Second, I want to shed more light on an issue that’s at the forefront for a lot of us interested in social justice: privilege. Usually that’s a word with negative connotations – it goes hand in hand with marginalization. "Speaking from privilege" denotes a kind of ignorance, an insensitivity that lifts you up at the expense of others. But in this strange situation, we end up with people saying things like “I don’t have the privilege of being arrested,” because being arrested is a privilege relative to being arrested and then deported. Those of us who are able to be at this university, those of us who can take part in this protest, have privilege of various kinds, and it is beautiful and positive to me to see people using that privilege to sacrifice what they can, to dismantle the system that upholds it. But I want us to be mindful that for any given action, there are people who don’t have what it takes, and sometimes the thing they’re lacking isn’t commitment or courage.

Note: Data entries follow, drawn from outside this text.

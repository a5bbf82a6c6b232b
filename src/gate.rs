// Command gate - the only path from a movement request to the driver

use crate::driver::Driver;
use crate::leases::LeaseManager;
use crate::message::{Movement, MovementRequest};
use crate::{Error, Result};
use std::sync::Arc;
use tracing::{debug, warn};

/// Refuses movement commands for manipulators without a valid lease
///
/// Writability is checked once, before the driver is called. A lease that
/// lapses while the driver is moving does not abort the move.
#[derive(Debug, Clone)]
pub struct CommandGate {
    leases: Arc<LeaseManager>,
    driver: Arc<dyn Driver>,
}

impl CommandGate {
    pub fn new(leases: Arc<LeaseManager>, driver: Arc<dyn Driver>) -> Self {
        Self { leases, driver }
    }

    pub async fn submit(&self, request: &MovementRequest) -> Result<Movement> {
        let id = request.manipulator_id();
        if !self.leases.is_writable(id) {
            warn!(manipulator_id = %id, "movement refused without write lease");
            return Err(Error::PermissionDenied {
                manipulator_id: id.clone(),
            });
        }

        debug!(manipulator_id = %id, ?request, "forwarding movement to driver");
        self.driver.move_to(id, &request.target(), request.speed()).await
    }
}

#[cfg(test)]
mod tests {
    use super::*;
    use crate::test_utils::TestLink;
    use std::time::Duration;

    fn goto(id: &str) -> MovementRequest {
        MovementRequest::GotoPosition {
            manipulator_id: id.into(),
            pos: vec![1.0, 2.0, 3.0],
            speed: 10,
        }
    }

    #[tokio::test]
    async fn test_denied_without_lease() {
        let TestLink { gate, driver, .. } = TestLink::new();

        let err = gate.submit(&goto("2")).await.unwrap_err();
        assert!(matches!(err, Error::PermissionDenied { .. }));
        assert_eq!(driver.move_calls(), 0);
    }

    #[tokio::test]
    async fn test_forwarded_with_lease() {
        let TestLink { gate, leases, driver, .. } = TestLink::new();
        leases.grant(&"1".into(), 1.0).unwrap();

        let moved = gate.submit(&goto("1")).await.unwrap();
        assert_eq!(moved, Movement::Position(vec![1.0, 2.0, 3.0]));

        let moves = driver.moves();
        assert_eq!(moves.len(), 1);
        assert_eq!(moves[0].0.as_str(), "1");
        assert_eq!(moves[0].2, 10);
    }

    #[tokio::test]
    async fn test_denied_after_lapse() {
        let TestLink { gate, leases, driver, clock, .. } = TestLink::new();

        leases.grant(&"1".into(), 1.0).unwrap();
        clock.advance(Duration::from_secs(3600));

        assert!(gate.submit(&goto("1")).await.is_err());
        assert_eq!(driver.move_calls(), 0);
    }

    #[tokio::test]
    async fn test_driver_error_passes_through() {
        let TestLink { gate, leases, driver, .. } = TestLink::new();
        driver.fail_moves_with("Motor fault");
        leases.grant(&"1".into(), 1.0).unwrap();

        let err = gate.submit(&goto("1")).await.unwrap_err();
        assert_eq!(err.to_string(), "Motor fault");
    }
}
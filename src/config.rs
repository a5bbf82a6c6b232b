use crate::{Error, Result};
use serde::{Deserialize, Serialize};
use std::net::SocketAddr;
use std::path::Path;
use std::time::Duration;

/// Runtime configuration for the link
#[derive(Debug, Clone, PartialEq, Serialize, Deserialize)]
#[serde(default)]
pub struct LinkConfig {
    /// Address the HTTP server listens on
    pub bind_addr: SocketAddr,

    /// How often lapsed leases are purged and announced; `None` disables the reaper
    pub reap_interval: Option<Duration>,

    pub simulated: SimulatedConfig,
}

impl Default for LinkConfig {
    fn default() -> Self {
        Self {
            bind_addr: SocketAddr::from(([127, 0, 0, 1], 8081)),
            reap_interval: Some(Duration::from_secs(1)),
            simulated: SimulatedConfig::default(),
        }
    }
}

impl LinkConfig {
    /// Load a JSON config file; missing fields take their defaults
    pub fn from_file(path: &Path) -> Result<Self> {
        let contents = std::fs::read_to_string(path)?;
        let config: Self = serde_json::from_str(&contents)?;
        config.validate()?;
        Ok(config)
    }

    pub fn validate(&self) -> Result<()> {
        if self.reap_interval.is_some_and(|interval| interval.is_zero()) {
            return Err(Error::Config("reap_interval must be greater than zero".into()));
        }
        self.simulated.validate()
    }
}

/// Manipulators exposed by the simulated driver
#[derive(Debug, Clone, PartialEq, Serialize, Deserialize)]
#[serde(default)]
pub struct SimulatedConfig {
    /// Number of manipulators, named "1", "2", ...
    pub manipulators: u32,
    pub num_axes: u32,
    /// Size of the movement space in mm
    pub dimensions: [f64; 3],
    pub shank_count: u32,
    /// How long each move takes
    pub move_latency: Duration,
}

impl Default for SimulatedConfig {
    fn default() -> Self {
        Self {
            manipulators: 2,
            num_axes: 4,
            dimensions: [20.0, 20.0, 20.0],
            shank_count: 1,
            move_latency: Duration::ZERO,
        }
    }
}

impl SimulatedConfig {
    pub fn validate(&self) -> Result<()> {
        if !(3..=4).contains(&self.num_axes) {
            return Err(Error::Config(format!(
                "simulated manipulators need 3 or 4 axes, got {}",
                self.num_axes
            )));
        }
        if self.dimensions.iter().any(|d| !d.is_finite() || *d <= 0.0) {
            return Err(Error::Config("dimensions must be finite and positive".into()));
        }
        if self.shank_count == 0 {
            return Err(Error::Config("shank_count must be at least 1".into()));
        }
        Ok(())
    }
}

Sometimes, “what it takes” is itself a kind of privilege.

Third, for my own safety and comfort within the movement, I want to give some insight into some of the different ways in which ASD and other disability might affect protesters at an Occupation. (That’s the purpose of this blog.) I want people to understand that if a person is, for instance, sitting on the ground rocking with her hands over her ears, she might simply be in shutdown from sensory overload, in which case it might be helpful to prompt her to go someplace quiet. (Use caution, though, and try not to be condescending about it.) Also, there is a sad history of police violence and discrimination against people on the autism spectrum, who are seen to be “acting suspiciously” just by being themselves.* While I’m privileged in that I “pass” well enough to slip under their radar, things happen, and others might not be so lucky. I may not, for instance, be able to coherently answer police questions or immediately follow directions, especially in a situation of sensory overstimulation. I plan to take responsibility for this as best I can by monitoring my internal state especially in these sensitive situations, but I want people to be aware that this is a possibility, and other protesters might have similar issues that they are not able to control as easily. 

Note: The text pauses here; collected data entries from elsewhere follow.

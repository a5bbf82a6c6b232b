// Lease manager - grant, revoke and writability checks

use super::{Lease, LeaseStore};
use crate::time::{hours_to_duration, Clock};
use crate::{Error, ManipulatorId, Result};
use std::sync::{Arc, Weak};
use std::time::Duration;
use tokio::sync::broadcast;
use tokio::task::JoinHandle;
use tokio::time::MissedTickBehavior;
use tracing::{debug, info};

const EVENT_CAPACITY: usize = 64;

/// Lease lifecycle notification
///
/// Events for one manipulator are broadcast in the order the store applied
/// them, so the last event seen for an id matches its stored lease.
#[derive(Debug, Clone, PartialEq)]
pub enum LeaseEvent {
    Granted { manipulator_id: ManipulatorId, hours: f64 },
    Revoked { manipulator_id: ManipulatorId },
    /// Emitted by [`LeaseManager::reap`] once per lapsed lease
    Expired { manipulator_id: ManipulatorId },
}

/// Enforces the grant/revoke protocol on top of a [`LeaseStore`]
///
/// Grants never queue and never fail for a valid duration: a later grant
/// silently replaces an earlier one. Expiry is detected lazily on read;
/// [`LeaseManager::spawn_reaper`] only garbage-collects and announces.
#[derive(Debug)]
pub struct LeaseManager {
    store: LeaseStore,
    events: broadcast::Sender<LeaseEvent>,
}

impl LeaseManager {
    pub fn new(clock: Arc<dyn Clock>) -> Self {
        let (events, _) = broadcast::channel(EVENT_CAPACITY);
        Self {
            store: LeaseStore::new(clock),
            events,
        }
    }

    pub fn store(&self) -> &LeaseStore {
        &self.store
    }

    /// Grant write permission on `id` for `hours`
    ///
    /// `hours == 0` revokes immediately. Negative or non-finite `hours` are
    /// rejected and leave the current lease untouched.
    pub fn grant(&self, id: &ManipulatorId, hours: f64) -> Result<Lease> {
        let duration = hours_to_duration(hours).ok_or_else(|| {
            Error::invalid(format!("hours must be finite and non-negative, got {hours}"))
        })?;
        if duration.is_zero() {
            return Ok(self.revoke(id));
        }

        let now = self.store.clock().now();
        let expires_at = now
            .checked_add(duration)
            .ok_or_else(|| Error::invalid(format!("lease of {hours} hours is out of range")))?;

        let lease = Lease::until(expires_at);
        self.store.put_with(id.clone(), lease, || {
            info!(manipulator_id = %id, hours, "write lease granted");
            let _ = self.events.send(LeaseEvent::Granted {
                manipulator_id: id.clone(),
                hours,
            });
        });
        Ok(lease)
    }

    /// Revoke write permission on `id`, whether or not a lease exists
    pub fn revoke(&self, id: &ManipulatorId) -> Lease {
        self.store.put_with(id.clone(), Lease::revoked(), || {
            info!(manipulator_id = %id, "write lease revoked");
            let _ = self.events.send(LeaseEvent::Revoked {
                manipulator_id: id.clone(),
            });
        });
        Lease::revoked()
    }

    /// Current lease for `id`, lapsed leases read as revoked
    pub fn lease(&self, id: &ManipulatorId) -> Lease {
        self.store.get(id)
    }

    /// Check if movement commands for `id` may proceed right now
    pub fn is_writable(&self, id: &ManipulatorId) -> bool {
        let now = self.store.clock().now();
        self.store.get(id).is_valid_at(now)
    }

    pub fn subscribe(&self) -> broadcast::Receiver<LeaseEvent> {
        self.events.subscribe()
    }

    /// Drop lapsed leases and announce each one, returning how many lapsed
    pub fn reap(&self) -> usize {
        self.store.purge_expired(|id| {
            info!(manipulator_id = %id, "write lease expired");
            let _ = self.events.send(LeaseEvent::Expired {
                manipulator_id: id.clone(),
            });
        })
    }

    /// Run [`LeaseManager::reap`] every `interval` until the manager is dropped
    pub fn spawn_reaper(self: &Arc<Self>, interval: Duration) -> JoinHandle<()> {
        let manager: Weak<Self> = Arc::downgrade(self);
        let interval = interval.max(Duration::from_millis(1));

        tokio::spawn(async move {
            let mut ticker = tokio::time::interval(interval);
            ticker.set_missed_tick_behavior(MissedTickBehavior::Delay);
            loop {
                ticker.tick().await;
                let Some(manager) = manager.upgrade() else {
                    debug!("lease manager dropped, stopping reaper");
                    break;
                };
                manager.reap();
            }
        })
    }
}
// Lease store - authoritative lease per manipulator, no policy

use super::Lease;
use crate::time::Clock;
use crate::ManipulatorId;
use dashmap::mapref::entry::Entry;
use dashmap::DashMap;
use std::sync::Arc;

/// Holds at most one lease per manipulator
///
/// Entries are sharded, so operations on one manipulator never wait on
/// another. Every read resolves a lapsed lease to [`Lease::revoked`] before
/// returning it; lapsed entries linger only until [`LeaseStore::purge_expired`].
#[derive(Debug)]
pub struct LeaseStore {
    leases: DashMap<ManipulatorId, Lease>,
    clock: Arc<dyn Clock>,
}

impl LeaseStore {
    pub fn new(clock: Arc<dyn Clock>) -> Self {
        Self {
            leases: DashMap::new(),
            clock,
        }
    }

    pub fn clock(&self) -> &Arc<dyn Clock> {
        &self.clock
    }

    /// Current lease for `id`, revoked if none is recorded or it has lapsed
    pub fn get(&self, id: &ManipulatorId) -> Lease {
        let now = self.clock.now();
        self.leases
            .get(id)
            .map_or_else(Lease::revoked, |entry| entry.resolve(now))
    }

    /// Replace the lease for `id`
    pub fn put(&self, id: ManipulatorId, lease: Lease) {
        self.put_with(id, lease, || {});
    }

    /// Replace the lease for `id`, calling `announce` while the entry is locked
    ///
    /// Writes to one manipulator hold the same entry lock, so anything
    /// `announce` emits is ordered the way the writes were applied.
    /// `announce` must not call back into the store.
    pub fn put_with(&self, id: ManipulatorId, lease: Lease, announce: impl FnOnce()) {
        let entry = self.leases.entry(id);
        announce();
        match entry {
            Entry::Occupied(mut entry) if lease.granted() => {
                entry.insert(lease);
            }
            Entry::Occupied(entry) => {
                entry.remove();
            }
            Entry::Vacant(entry) if lease.granted() => {
                entry.insert(lease);
            }
            Entry::Vacant(_) => {}
        }
    }

    pub fn remove(&self, id: &ManipulatorId) {
        self.put(id.clone(), Lease::revoked());
    }

    /// Drop every lapsed entry, returning how many lapsed
    ///
    /// `on_lapsed` runs for each lapsed manipulator while its shard is
    /// still locked, under the same rule as [`LeaseStore::put_with`].
    pub fn purge_expired(&self, mut on_lapsed: impl FnMut(&ManipulatorId)) -> usize {
        let now = self.clock.now();
        let mut lapsed = 0;
        self.leases.retain(|id, lease| {
            if lease.is_lapsed_at(now) {
                on_lapsed(id);
                lapsed += 1;
                false
            } else {
                lease.granted()
            }
        });
        lapsed
    }

    /// Snapshot of leases that are valid right now
    pub fn active(&self) -> Vec<(ManipulatorId, Lease)> {
        let now = self.clock.now();
        let mut active: Vec<_> = self
            .leases
            .iter()
            .filter(|entry| entry.value().is_valid_at(now))
            .map(|entry| (entry.key().clone(), *entry.value()))
            .collect();
        active.sort_by(|a, b| a.0.cmp(&b.0));
        active
    }

    /// Number of recorded entries, lapsed ones included
    pub fn len(&self) -> usize {
        self.leases.len()
    }

    pub fn is_empty(&self) -> bool {
        self.leases.is_empty()
    }
}

#[cfg(test)]
mod tests {
    use super::*;
    use crate::time::ManualClock;
    use std::time::Duration;

    fn store() -> (Arc<ManualClock>, LeaseStore) {
        let clock = Arc::new(ManualClock::new());
        let store = LeaseStore::new(clock.clone());
        (clock, store)
    }

    #[test]
    fn test_get_defaults_to_revoked() {
        let (_clock, store) = store();
        assert_eq!(store.get(&"1".into()), Lease::revoked());
    }

    #[test]
    fn test_put_replaces() {
        let (clock, store) = store();
        let id = ManipulatorId::from("1");
        let first = Lease::until(clock.now() + Duration::from_secs(10));
        let second = Lease::until(clock.now() + Duration::from_secs(50));

        store.put(id.clone(), first);
        store.put(id.clone(), second);

        assert_eq!(store.get(&id), second);
        assert_eq!(store.len(), 1);
    }

    #[test]
    fn test_put_revoked_clears_entry() {
        let (clock, store) = store();
        let id = ManipulatorId::from("1");

        store.put(id.clone(), Lease::until(clock.now() + Duration::from_secs(10)));
        store.put(id.clone(), Lease::revoked());

        assert_eq!(store.get(&id), Lease::revoked());
        assert!(store.is_empty());

        store.put(id.clone(), Lease::until(clock.now() + Duration::from_secs(10)));
        store.remove(&id);
        assert!(store.is_empty());
    }

    #[test]
    fn test_lapsed_lease_reads_as_revoked() {
        let (clock, store) = store();
        let id = ManipulatorId::from("1");

        store.put(id.clone(), Lease::until(clock.now() + Duration::from_secs(10)));
        clock.advance(Duration::from_secs(10));

        assert_eq!(store.get(&id), Lease::revoked());
        // Still recorded until purged
        assert_eq!(store.len(), 1);
    }

    #[test]
    fn test_purge_expired_reports_lapsed_only() {
        let (clock, store) = store();
        let now = clock.now();

        store.put("short".into(), Lease::until(now + Duration::from_secs(1)));
        store.put("long".into(), Lease::until(now + Duration::from_secs(100)));
        clock.advance(Duration::from_secs(2));

        let mut lapsed = Vec::new();
        assert_eq!(store.purge_expired(|id| lapsed.push(id.clone())), 1);
        assert_eq!(lapsed, vec![ManipulatorId::from("short")]);
        assert_eq!(store.purge_expired(|_| panic!("nothing left to lapse")), 0);
        assert_eq!(store.len(), 1);

        let active = store.active();
        assert_eq!(active.len(), 1);
        assert_eq!(active[0].0, ManipulatorId::from("long"));
    }
}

Finally, I want to both reassure and challenge those people who haven’t come out to join us yet. I know you have reasons for not being there, and some of them are very powerful reasons, and I respect that. Adjust your own mask before assisting others. But I want to challenge you to give what you can. Even if you feel like it’s not enough, even if you’ll have to walk away, anything you can do counts. You can learn about the issues from the safety of your home, and even that will be something. Don’t think in terms of why and how you don’t have what it takes – think of what you do have to offer this movement. Then offer it. That's what I'm doing.

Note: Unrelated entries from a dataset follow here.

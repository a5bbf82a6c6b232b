use std::net::SocketAddr;
use std::path::PathBuf;
use std::time::Duration;

use clap::{ArgAction, Args, Parser, Subcommand};

use crate::config::LinkConfig;
use crate::Result;

#[derive(Parser, Debug)]
#[command(name = "ephys-link", version, about, long_about = None)]
pub struct Cli {
    /// Sets a custom config file (JSON)
    #[arg(short, long, value_name = "FILE", global = true)]
    pub config: Option<PathBuf>,

    /// Verbose mode (-v, -vv, -vvv)
    #[arg(short, action = ArgAction::Count, global = true)]
    pub verbosity: u8,

    #[command(subcommand)]
    pub command: Commands,
}

#[derive(Subcommand, Debug)]
pub enum Commands {
    /// Serves the link over HTTP until interrupted
    Serve(Overrides),
    /// Prints the effective configuration as JSON
    ShowConfig(Overrides),
}

/// Settings that take precedence over the config file
#[derive(Args, Debug, Default)]
pub struct Overrides {
    /// Address to listen on
    #[arg(long, env = "EPHYS_LINK_BIND_ADDR")]
    pub bind: Option<SocketAddr>,

    /// Lease reaper period in milliseconds, 0 disables it
    #[arg(long, env = "EPHYS_LINK_REAP_INTERVAL_MS")]
    pub reap_interval_ms: Option<u64>,

    /// Number of simulated manipulators
    #[arg(long)]
    pub manipulators: Option<u32>,

    /// Duration of each simulated move in milliseconds
    #[arg(long)]
    pub move_latency_ms: Option<u64>,
}

impl Cli {
    pub fn overrides(&self) -> &Overrides {
        match &self.command {
            Commands::Serve(overrides) | Commands::ShowConfig(overrides) => overrides,
        }
    }

    /// Config file (or defaults) with command-line overrides applied
    pub fn load_config(&self) -> Result<LinkConfig> {
        let mut config = match &self.config {
            Some(path) => LinkConfig::from_file(path)?,
            None => LinkConfig::default(),
        };
        self.overrides().apply(&mut config);
        config.validate()?;
        Ok(config)
    }

    /// Default tracing filter for the verbosity count
    pub fn log_filter(&self) -> &'static str {
        match self.verbosity {
            0 => "info",
            1 => "ephys_link=debug,info",
            2 => "debug",
            _ => "trace",
        }
    }
}

impl Overrides {
    pub fn apply(&self, config: &mut LinkConfig) {
        if let Some(bind) = self.bind {
            config.bind_addr = bind;
        }
        if let Some(ms) = self.reap_interval_ms {
            config.reap_interval = (ms > 0).then_some(Duration::from_millis(ms));
        }
        if let Some(manipulators) = self.manipulators {
            config.simulated.manipulators = manipulators;
        }
        if let Some(ms) = self.move_latency_ms {
            config.simulated.move_latency = Duration::from_millis(ms);
        }
    }
}

#[cfg(test)]
mod tests {
    use super::*;

    #[test]
    fn test_cli_definition() {
        use clap::CommandFactory;
        Cli::command().debug_assert();
    }

    #[test]
    fn test_overrides_apply() {
        let cli = Cli::try_parse_from([
            "ephys-link",
            "-vv",
            "serve",
            "--bind",
            "0.0.0.0:9000",
            "--reap-interval-ms",
            "0",
            "--manipulators",
            "3",
        ])
        .unwrap();
        assert_eq!(cli.log_filter(), "debug");

        let config = cli.load_config().unwrap();
        assert_eq!(config.bind_addr.port(), 9000);
        assert_eq!(config.reap_interval, None);
        assert_eq!(config.simulated.manipulators, 3);
    }
}
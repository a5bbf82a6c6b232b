use crate::{
    driver::{Driver, ManipulatorInfo},
    gate::CommandGate,
    leases::LeaseManager,
    message::{Movement, Target},
    service::Link,
    time::ManualClock,
    Error, ManipulatorId, Result,
};
use async_trait::async_trait;
use dashmap::DashMap;
use parking_lot::Mutex;
use std::sync::{
    atomic::{AtomicUsize, Ordering},
    Arc,
};

/// Driver stub that records every call and echoes movement targets back
#[derive(Debug, Default)]
pub struct RecordingDriver {
    moves: Mutex<Vec<(ManipulatorId, Target, u32)>>,
    positions: DashMap<ManipulatorId, Vec<f64>>,
    inside: DashMap<ManipulatorId, bool>,
    stops: AtomicUsize,
    move_failure: Mutex<Option<String>>,
    query_failure: Mutex<Option<String>>,
}

impl RecordingDriver {
    pub fn new() -> Self {
        Self::default()
    }

    pub fn move_calls(&self) -> usize {
        self.moves.lock().len()
    }

    pub fn moves(&self) -> Vec<(ManipulatorId, Target, u32)> {
        self.moves.lock().clone()
    }

    pub fn stop_calls(&self) -> usize {
        self.stops.load(Ordering::SeqCst)
    }

    pub fn inside_brain(&self, id: &ManipulatorId) -> Option<bool> {
        self.inside.get(id).map(|v| *v)
    }

    /// Make every following move fail with `message`
    pub fn fail_moves_with(&self, message: &str) {
        *self.move_failure.lock() = Some(message.to_string());
    }

    /// Make every following query fail with `message`
    pub fn fail_queries_with(&self, message: &str) {
        *self.query_failure.lock() = Some(message.to_string());
    }

    fn query_failure(&self) -> Result<()> {
        match self.query_failure.lock().as_ref() {
            Some(message) => Err(Error::driver(message.clone())),
            None => Ok(()),
        }
    }
}

#[async_trait]
impl Driver for RecordingDriver {
    async fn enumerate(&self) -> Result<Vec<ManipulatorInfo>> {
        self.query_failure()?;
        Ok(vec![
            ManipulatorInfo::new("1", 4, [20.0, 20.0, 20.0]),
            ManipulatorInfo::new("2", 4, [20.0, 20.0, 20.0]),
        ])
    }

    async fn position(&self, id: &ManipulatorId) -> Result<Vec<f64>> {
        self.query_failure()?;
        Ok(self
            .positions
            .get(id)
            .map_or_else(|| vec![0.0; 4], |p| p.clone()))
    }

    async fn angles(&self, _id: &ManipulatorId) -> Result<[f64; 3]> {
        self.query_failure()?;
        Ok([0.0; 3])
    }

    async fn shank_count(&self, _id: &ManipulatorId) -> Result<u32> {
        self.query_failure()?;
        Ok(1)
    }

    async fn move_to(&self, id: &ManipulatorId, target: &Target, speed: u32) -> Result<Movement> {
        self.moves.lock().push((id.clone(), target.clone(), speed));
        if let Some(message) = self.move_failure.lock().as_ref() {
            return Err(Error::driver(message.clone()));
        }
        Ok(match target {
            Target::Position(pos) => {
                self.positions.insert(id.clone(), pos.clone());
                Movement::Position(pos.clone())
            }
            Target::Depth(depth) => Movement::Depth(*depth),
        })
    }

    async fn set_inside_brain(&self, id: &ManipulatorId, inside: bool) -> Result<bool> {
        self.inside.insert(id.clone(), inside);
        Ok(inside)
    }

    async fn stop(&self) -> Result<()> {
        self.stops.fetch_add(1, Ordering::SeqCst);
        Ok(())
    }
}

/// A link wired to a manual clock and a recording driver
pub struct TestLink {
    pub clock: Arc<ManualClock>,
    pub leases: Arc<LeaseManager>,
    pub driver: Arc<RecordingDriver>,
    pub gate: CommandGate,
    pub link: Link,
}

impl TestLink {
    pub fn new() -> Self {
        let clock = Arc::new(ManualClock::new());
        let leases = Arc::new(LeaseManager::new(clock.clone()));
        let driver = Arc::new(RecordingDriver::new());
        Self {
            gate: CommandGate::new(leases.clone(), driver.clone()),
            link: Link::new(leases.clone(), driver.clone()),
            clock,
            leases,
            driver,
        }
    }
}

impl Default for TestLink {
    fn default() -> Self {
        Self::new()
    }
}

 *A note on the links: Some of the language of disability included in these links is problematic. Also, it is powerfully evident that race played a major role in some of these instances of police brutality; they are situated at the intersection of race- and ability-based oppression. My racial privilege means that I cannot speak to these issues as knowledgeably as disabled POC can, but I will make an effort to include those perspectives in the future, if only by linking to them.